そう思わざるを得ないほど、レナードが放っている気はすさまじかった。
これはいくら俺でも気を抜くわけにはいかない相手だった。
俺は聖剣エクスカリバーを構える。
「聖剣デュランダル。俊敏性強化!」
レナードは自身にバフをかけた。どうやら聖剣デュランダルの真価はバフ(強化)にあるらしい。バフ(強化)にも色々とあるが、大まかにいえばパーティー全体、集団に対する強化つまりは全体強化と自分にだけかかる、単体強化がある。
当然、全体強化の方がパーティー全体に効く為、便利ではあるが、単体強化は単体強化で大きなメリットがひとつあった。
対象を絞る分、強化量が多いのである。
消えた。通常の動体視力であればそう見えざるを得なかったであろう。レナードの移動速度は圧倒的な速さで、目で追う事は不可能であった。

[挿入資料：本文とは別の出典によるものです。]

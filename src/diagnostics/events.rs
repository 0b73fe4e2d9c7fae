// SPDX-License-Identifier: MPL-2.0
//! Diagnostic event types emitted by the notification service.

use chrono::{DateTime, Utc};
use serde::Serialize;

use crate::notifications::{Classification, Position};

/// What happened to a notification.
#[derive(Debug, Clone, Serialize, PartialEq)]
#[serde(tag = "kind", rename_all = "snake_case")]
pub enum DiagnosticEventKind {
    /// A notification was mounted and registered in its corner.
    Opened {
        id: String,
        position: Position,
        offset: f32,
        z_index: u32,
    },
    /// An open was skipped because no interactive environment is available.
    SkippedHeadless,
    /// The view was asked to play its exit animation.
    CloseRequested { id: String },
    /// The notification left the registry; `reflowed` counts the toasts
    /// that moved to close the gap.
    Closed {
        id: String,
        position: Position,
        reflowed: usize,
    },
    /// The view instance was unmounted after its exit animation.
    Destroyed { id: String },
    /// Every live notification was asked to close.
    CloseAllRequested { count: usize },
    /// A warning-classified notification was shown.
    Warning { message: String },
    /// An error-classified notification was shown.
    Error { message: String },
}

impl DiagnosticEventKind {
    /// Builds the warning/error echo for a classified message, if any.
    #[must_use]
    pub fn for_classification(classification: Classification, message: &str) -> Option<Self> {
        match classification {
            Classification::Warning => Some(Self::Warning {
                message: message.to_string(),
            }),
            Classification::Error => Some(Self::Error {
                message: message.to_string(),
            }),
            Classification::Success | Classification::Info => None,
        }
    }
}

/// A timestamped diagnostic event.
#[derive(Debug, Clone, Serialize, PartialEq)]
pub struct DiagnosticEvent {
    pub timestamp: DateTime<Utc>,
    #[serde(flatten)]
    pub kind: DiagnosticEventKind,
}

impl DiagnosticEvent {
    #[must_use]
    pub fn new(kind: DiagnosticEventKind) -> Self {
        Self {
            timestamp: Utc::now(),
            kind,
        }
    }
}

#[cfg(test)]
mod tests {
    use super::*;

    #[test]
    fn only_warnings_and_errors_are_echoed() {
        assert!(DiagnosticEventKind::for_classification(Classification::Success, "ok").is_none());
        assert!(DiagnosticEventKind::for_classification(Classification::Info, "fyi").is_none());
        assert_eq!(
            DiagnosticEventKind::for_classification(Classification::Error, "boom"),
            Some(DiagnosticEventKind::Error {
                message: "boom".into()
            })
        );
    }

    #[test]
    fn event_serializes_with_kind_tag() {
        let event = DiagnosticEvent::new(DiagnosticEventKind::Destroyed {
            id: "notification_1".into(),
        });
        let json = serde_json::to_string(&event).expect("serialize");
        assert!(json.contains("\"kind\":\"destroyed\""));
        assert!(json.contains("\"id\":\"notification_1\""));
        assert!(json.contains("\"timestamp\""));
    }
}
// SPDX-License-Identifier: MPL-2.0
//! Demo application: buttons that open notifications in a chosen corner.
//!
//! The `App` struct owns the notification service (drawn by a
//! [`ToastLayer`]) and a diagnostics collector, and drives the toast
//! lifecycle from a frame subscription while any toast is mounted.

mod message;

pub use message::{Flags, Message};

use crate::config::{self, Config};
use crate::diagnostics::DiagnosticsCollector;
use crate::notifications::{Classification, NotificationService, Options, Position};
use crate::ui::design_tokens::spacing;
use crate::ui::toast::{self, ToastLayer};
use iced::widget::{button, Column, Row, Stack, Text};
use iced::{time, Element, Length, Subscription, Task};
use std::fmt;
use std::time::Duration;

/// Interval between lifecycle frames while toasts are on screen.
const FRAME_INTERVAL: Duration = Duration::from_millis(16);

/// Root Iced application state.
pub struct App {
    notifications: NotificationService<ToastLayer>,
    diagnostics: DiagnosticsCollector,
    position: Position,
    opened: u32,
}

impl fmt::Debug for App {
    fn fmt(&self, f: &mut fmt::Formatter<'_>) -> fmt::Result {
        f.debug_struct("App")
            .field("position", &self.position)
            .field("notifications", &self.notifications)
            .finish()
    }
}

/// Entry point used by `main.rs` to launch the Iced application loop.
pub fn run(flags: Flags) -> iced::Result {
    use std::cell::RefCell;

    // iced 0.14 requires an Fn boot function; flags are consumed once
    let boot_state = RefCell::new(Some(flags));
    let boot = move || {
        let flags = boot_state.borrow_mut().take().unwrap_or_default();
        App::new(flags)
    };

    iced::application(boot, App::update, App::view)
        .title(App::title)
        .subscription(App::subscription)
        .run()
}

impl App {
    fn new(flags: Flags) -> (Self, Task<Message>) {
        let config = load_config(&flags);
        (Self::with_config(config, flags.position), Task::none())
    }

    fn with_config(config: Config, position: Option<Position>) -> Self {
        let position = position.unwrap_or(config.default_position);
        let diagnostics = DiagnosticsCollector::default();
        let mut notifications = NotificationService::with_config(ToastLayer::new(), config);
        notifications.set_diagnostics(diagnostics.handle());

        Self {
            notifications,
            diagnostics,
            position,
            opened: 0,
        }
    }

    fn title(&self) -> String {
        format!("IcedNotify ({} shown)", self.notifications.len())
    }

    fn subscription(&self) -> Subscription<Message> {
        if self.notifications.renderer().is_empty() {
            Subscription::none()
        } else {
            time::every(FRAME_INTERVAL).map(Message::Tick)
        }
    }

    fn update(&mut self, message: Message) -> Task<Message> {
        match message {
            Message::Open(classification) => {
                self.opened += 1;
                let options = Options::new(format!("Notification #{}", self.opened))
                    .title(
                        classification
                            .map(Classification::as_str)
                            .unwrap_or("notice"),
                    )
                    .position(self.position);
                match classification {
                    Some(classification) => self.notifications.notify(classification, options),
                    None => self.notifications.open(options),
                };
            }
            Message::SetPosition(position) => {
                self.position = position;
            }
            Message::CloseAll => {
                self.notifications.close_all();
            }
            Message::Toast(toast::Message::Dismiss(id)) => {
                self.notifications.request_close(&id);
            }
            Message::Tick(now) => {
                toast::drive(&mut self.notifications, now);
                self.diagnostics.process_pending();
            }
        }
        Task::none()
    }

    fn view(&self) -> Element<'_, Message> {
        let kinds = [
            ("Plain", None),
            ("Success", Some(Classification::Success)),
            ("Info", Some(Classification::Info)),
            ("Warning", Some(Classification::Warning)),
            ("Error", Some(Classification::Error)),
        ]
        .into_iter()
        .fold(Row::new().spacing(spacing::XS), |row, (label, kind)| {
            row.push(control(label, Message::Open(kind)))
        });

        let corners = Position::ALL
            .into_iter()
            .fold(Row::new().spacing(spacing::XS), |row, position| {
                row.push(control(position.as_str(), Message::SetPosition(position)))
            });

        let controls = Column::new()
            .spacing(spacing::MD)
            .padding(spacing::MD)
            .push(Text::new(format!("Corner: {}", self.position)))
            .push(kinds)
            .push(corners)
            .push(control("Close all", Message::CloseAll));

        Stack::new()
            .width(Length::Fill)
            .height(Length::Fill)
            .push(controls)
            .push(self.notifications.renderer().view().map(Message::Toast))
            .into()
    }
}

fn control(label: &str, message: Message) -> Element<'_, Message> {
    button(Text::new(label))
        .on_press(message)
        .padding(spacing::XS)
        .into()
}

fn load_config(flags: &Flags) -> Config {
    let loaded = match &flags.config_path {
        Some(path) => config::load_from_path(path),
        None => config::load(),
    };
    loaded.unwrap_or_else(|err| {
        eprintln!("Failed to load notification settings: {err}");
        Config::default()
    })
}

ただでさえ身体能力の高いレナードが単体強化をかけると必然的にこうなる。
だが、俺はその限りではない。それでもなお、俺はレナードの動きを見失う事はなかった。
「デュランダル!! 筋力強化!」
振り下ろす瞬間、レナードは筋力強化を自身にかけてきた。ただでさえ、圧倒的に速い踏み込みの上に筋力強化までかけられ、その聖剣デュランダルの攻撃はすさまじい威力を発揮した。
「くっ!」
俺は聖剣エクスカリバーでその攻撃を受け止めた。瞬間、もの凄い、風と衝撃が発生する。
「きゃっ!」
「うっ!」
それは離れた場所にいるルナシスとイルミナが思わず怯む程、驚異的なものであった。
「ふっはっは! やるねっ! フィルド君、本気になった僕の攻撃をまともに受け止めたのは生まれてこの方、君が初めてだよ!」
「俺もここまでの強敵に会った事がありませんよ」
ギガレックスは脅威ではあったが、あれは単に体が大きい、力が強いというだけの脅威だ。レナードの脅威には技術の高さがある。駆け引きがある。
だから闘っていて面白みを感じる。
「フィルド君、僕は君にさらなる興味を抱いたよ。一体君はどうやってそれ程強大な力を手にいれたっていうんだ?」
「言う必要性はありません」
ポイントギフターの能力は黙っておいた方がいい。ただ経験値を倍増させるだけの便利な奴だと思われていた方が楽な場合が多い。
「いいさ。続きといこうじゃないか。はああああああああああああああああああああっ!」
レナードの剣と俺の剣が交錯する。それは世界最高峰の剣技だった。
どうする。流石にこのレベル、手加減したまま抑え込むのは難しいか。
「はあああああああああああああああああああああああああああああああ!」
「エクスカリバー!!」
俺は斬撃の瞬間。剣を地に突き刺した。
「なにっ!? 何をするつもりだ!? フィルド君!!」
戦場において、剣を地面に突き刺す。その愚行にレナードが一瞬怯んだ。
「エクストラスキル2(セカンド)! アヴァロン(聖障壁)」
俺はエクスカリバーの秘められた力を解き放つ。聖なる光により作り出された、絶対障壁がレナードの聖剣デュランダルを弾き飛ばす。
「なにっ!? う、うわあっ!」
思わずレナードは怯んだ。
「はあああああああああああああああああああああああああああああああああああ!」
「な、なにっ!? し、しまったっ!」
「はあっ!」
俺はレナードの身体を斬る。聖剣エクスカリバーによる遠慮のない一撃、人理を超えたレベルから繰り出されるその一撃は例え世界最強の聖騎士である相手でもひとたまりもない。
「ぐわあああああああああああああああああああああああああああああああああ!」
聖なる光による一撃を食らい、レナードは宙を舞った。